What the task asks:
Show all lines below holding the string "rest".

------ Provided information ------

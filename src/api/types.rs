//! Request and response payloads exchanged with the conversion backend.

use serde::{Deserialize, Deserializer, Serialize};
use std::fmt;

/// Deserializes `null` as the type's default value.
fn null_as_default<'de, D, T>(deserializer: D) -> Result<T, D::Error>
where
    D: Deserializer<'de>,
    T: Deserialize<'de> + Default,
{
    Ok(Option::<T>::deserialize(deserializer)?.unwrap_or_default())
}

/// Opaque task identifier assigned by the backend.
#[derive(Debug, Clone, PartialEq, Eq, Hash, Serialize, Deserialize)]
#[serde(transparent)]
pub struct TaskId(String);

impl TaskId {
    pub fn new(id: impl Into<String>) -> Self {
        Self(id.into())
    }

    pub fn as_str(&self) -> &str {
        &self.0
    }
}

impl fmt::Display for TaskId {
    fn fmt(&self, f: &mut fmt::Formatter<'_>) -> fmt::Result {
        f.write_str(&self.0)
    }
}

/// Compute device the backend should transcribe on.
#[derive(Debug, Clone, Copy, PartialEq, Eq, Default, Serialize, Deserialize)]
#[serde(rename_all = "lowercase")]
pub enum Device {
    #[default]
    Cuda,
    Cpu,
}

impl Device {
    /// Returns the other device.
    pub fn toggled(self) -> Self {
        match self {
            Device::Cuda => Device::Cpu,
            Device::Cpu => Device::Cuda,
        }
    }

    pub fn as_str(self) -> &'static str {
        match self {
            Device::Cuda => "cuda",
            Device::Cpu => "cpu",
        }
    }

    /// Parses `cuda` or `cpu` (case-insensitive).
    pub fn parse(s: &str) -> Option<Self> {
        match s.to_ascii_lowercase().as_str() {
            "cuda" | "gpu" => Some(Device::Cuda),
            "cpu" => Some(Device::Cpu),
            _ => None,
        }
    }
}

/// Where a converted piece of media came from.
#[derive(Debug, Clone, Copy, PartialEq, Eq, Default, Serialize, Deserialize)]
#[serde(rename_all = "lowercase")]
pub enum MediaKind {
    Youtube,
    Tiktok,
    Discord,
    /// Uploaded audio file, and anything the backend does not label.
    #[default]
    #[serde(other)]
    Mp3,
}

impl MediaKind {
    /// Badge text shown in the history list.
    pub fn badge(self) -> &'static str {
        match self {
            MediaKind::Youtube => "YouTube",
            MediaKind::Tiktok => "TikTok",
            MediaKind::Discord => "Discord",
            MediaKind::Mp3 => "MP3",
        }
    }

    /// Guesses the source of a media URL the same way the backend does.
    ///
    /// Returns `None` for URLs the backend would reject.
    pub fn detect(url: &str) -> Option<Self> {
        let lower = url.trim().to_ascii_lowercase();
        let rest = lower
            .strip_prefix("https://")
            .or_else(|| lower.strip_prefix("http://"));
        let had_scheme = rest.is_some();
        let rest = rest.unwrap_or(&lower);
        let host_path = rest.strip_prefix("www.").unwrap_or(rest);

        let youtube_hosts = [
            "youtube.com/",
            "youtu.be/",
            "youtube-nocookie.com/",
            "m.youtube.com/",
        ];
        if youtube_hosts.iter().any(|h| host_path.starts_with(h)) {
            return Some(MediaKind::Youtube);
        }

        let tiktok = host_path.strip_prefix("m.").unwrap_or(host_path);
        if ["tiktok.com/", "vt.tiktok.com/", "vm.tiktok.com/"]
            .iter()
            .any(|h| tiktok.starts_with(h))
        {
            return Some(MediaKind::Tiktok);
        }

        // Discord attachment links must carry an explicit scheme
        let discord_hosts = [
            "cdn.discordapp.com/attachments/",
            "cdn.discordapp.net/attachments/",
            "media.discordapp.com/attachments/",
            "media.discordapp.net/attachments/",
        ];
        if had_scheme && discord_hosts.iter().any(|h| rest.starts_with(h)) {
            return Some(MediaKind::Discord);
        }

        None
    }
}

/// Body of `POST /api/convert`.
#[derive(Debug, Clone, PartialEq, Eq, Serialize)]
pub struct ConvertRequest {
    pub media_url: String,
    pub device: Device,
}

/// Response of `POST /api/convert`.
#[derive(Debug, Clone, Deserialize)]
pub struct TaskCreated {
    pub task_id: TaskId,
}

/// Task status as reported by `GET /api/status/{id}`.
#[derive(Debug, Clone, Copy, PartialEq, Eq, Deserialize)]
#[serde(rename_all = "lowercase")]
pub enum TaskStatus {
    Pending,
    Processing,
    Completed,
    Cancelled,
    Error,
    /// Any other value (`queued`, `downloading`, ...) means still running.
    #[serde(other)]
    Other,
}

/// Fields describing a finished conversion.
///
/// Shared by the completed status payload and history entries.
#[derive(Debug, Clone, Default, PartialEq, Serialize, Deserialize)]
pub struct ConversionResult {
    #[serde(default, rename = "type", deserialize_with = "null_as_default")]
    pub kind: MediaKind,
    #[serde(default)]
    pub midi_name: Option<String>,
    #[serde(default)]
    pub download_url: Option<String>,
    #[serde(default)]
    pub conversion_time: Option<f64>,
    #[serde(default)]
    pub video_id: Option<String>,
    #[serde(default)]
    pub video_title: Option<String>,
    #[serde(default)]
    pub thumbnail_url: Option<String>,
    #[serde(default)]
    pub youtube_url: Option<String>,
    #[serde(default)]
    pub tiktok_url: Option<String>,
    #[serde(default)]
    pub discord_url: Option<String>,
    #[serde(default)]
    pub library: Option<String>,
}

impl ConversionResult {
    /// Best human-readable title: video title, then source URL, then MIDI name.
    pub fn title(&self) -> &str {
        self.video_title
            .as_deref()
            .or(self.youtube_url.as_deref())
            .or(self.tiktok_url.as_deref())
            .or(self.discord_url.as_deref())
            .or(self.midi_name.as_deref())
            .unwrap_or("Untitled")
    }
}

/// Response of `GET /api/status/{id}`.
#[derive(Debug, Clone, PartialEq, Deserialize)]
pub struct StatusPayload {
    pub status: TaskStatus,
    #[serde(default)]
    pub progress: Option<String>,
    #[serde(default)]
    pub error: Option<String>,
    #[serde(flatten)]
    pub result: ConversionResult,
}

/// Sheet text returned by `POST /api/convert-to-sheets`.
#[derive(Debug, Clone, PartialEq, Eq)]
pub struct SheetText {
    pub text: String,
    pub sheets_filename: Option<String>,
}

/// Raw response of `POST /api/convert-to-sheets`.
#[derive(Debug, Clone, Deserialize)]
pub(crate) struct SheetsResponse {
    #[serde(default)]
    pub success: bool,
    #[serde(default)]
    pub sheet_text: Option<String>,
    #[serde(default)]
    pub sheets_filename: Option<String>,
    #[serde(default)]
    pub error: Option<String>,
}

/// Response of `POST /api/upload-midi`.
#[derive(Debug, Clone, Deserialize)]
pub(crate) struct UploadResponse {
    pub midi_filename: String,
}

/// Error body the backend attaches to failed requests.
#[derive(Debug, Clone, Deserialize)]
pub(crate) struct ErrorBody {
    #[serde(default)]
    pub error: Option<String>,
}

/// One entry of `GET /api/history`.
#[derive(Debug, Clone, PartialEq, Serialize, Deserialize)]
pub struct HistoryEntry {
    /// Unix timestamp (seconds); doubles as the entry's identity.
    #[serde(default, deserialize_with = "null_as_default")]
    pub timestamp: f64,
    /// Pre-formatted local time from the backend.
    #[serde(default)]
    pub time_str: Option<String>,
    #[serde(default)]
    pub mp3_name: Option<String>,
    #[serde(flatten)]
    pub result: ConversionResult,
}

#[cfg(test)]
mod tests {
    use super::*;

    #[test]
    fn test_status_payload_parsing() {
        let json = r#"{"status":"completed","midi_name":"song.mid","type":"youtube",
            "video_id":"abc","conversion_time":12.5}"#;
        let payload: StatusPayload = serde_json::from_str(json).unwrap();
        assert_eq!(payload.status, TaskStatus::Completed);
        assert_eq!(payload.result.kind, MediaKind::Youtube);
        assert_eq!(payload.result.midi_name.as_deref(), Some("song.mid"));
        assert_eq!(payload.result.conversion_time, Some(12.5));
    }

    #[test]
    fn test_unknown_status_is_other() {
        let payload: StatusPayload =
            serde_json::from_str(r#"{"status":"queued","progress":"Queued for processing"}"#)
                .unwrap();
        assert_eq!(payload.status, TaskStatus::Other);
        assert_eq!(payload.progress.as_deref(), Some("Queued for processing"));
    }

    #[test]
    fn test_null_type_defaults_to_mp3() {
        let entry: HistoryEntry =
            serde_json::from_str(r#"{"timestamp":1700000000.5,"type":null,"midi_name":"a.mid"}"#)
                .unwrap();
        assert_eq!(entry.result.kind, MediaKind::Mp3);
        assert_eq!(entry.result.title(), "a.mid");
    }

    #[test]
    fn test_convert_request_serialization() {
        let req = ConvertRequest {
            media_url: "https://youtu.be/x".to_string(),
            device: Device::Cpu,
        };
        assert_eq!(
            serde_json::to_string(&req).unwrap(),
            r#"{"media_url":"https://youtu.be/x","device":"cpu"}"#
        );
    }

    #[test]
    fn test_detect_media_kind() {
        assert_eq!(
            MediaKind::detect("https://www.youtube.com/watch?v=abc"),
            Some(MediaKind::Youtube)
        );
        assert_eq!(MediaKind::detect("youtu.be/abc"), Some(MediaKind::Youtube));
        assert_eq!(
            MediaKind::detect("https://vm.tiktok.com/ZM123/"),
            Some(MediaKind::Tiktok)
        );
        assert_eq!(
            MediaKind::detect("https://cdn.discordapp.com/attachments/1/2/a.mp3"),
            Some(MediaKind::Discord)
        );
        assert_eq!(MediaKind::detect("cdn.discordapp.com/attachments/1/2"), None);
        assert_eq!(MediaKind::detect("https://example.com/video"), None);
    }
}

------

Answer space:
        let rest = lower
        let had_scheme = rest.is_some();
        let rest = rest.unwrap_or(&lower);
        let host_path = rest.strip_prefix("www.").unwrap_or(rest);
        if had_scheme && discord_hosts.iter().any(|h| rest.starts_with(h)) {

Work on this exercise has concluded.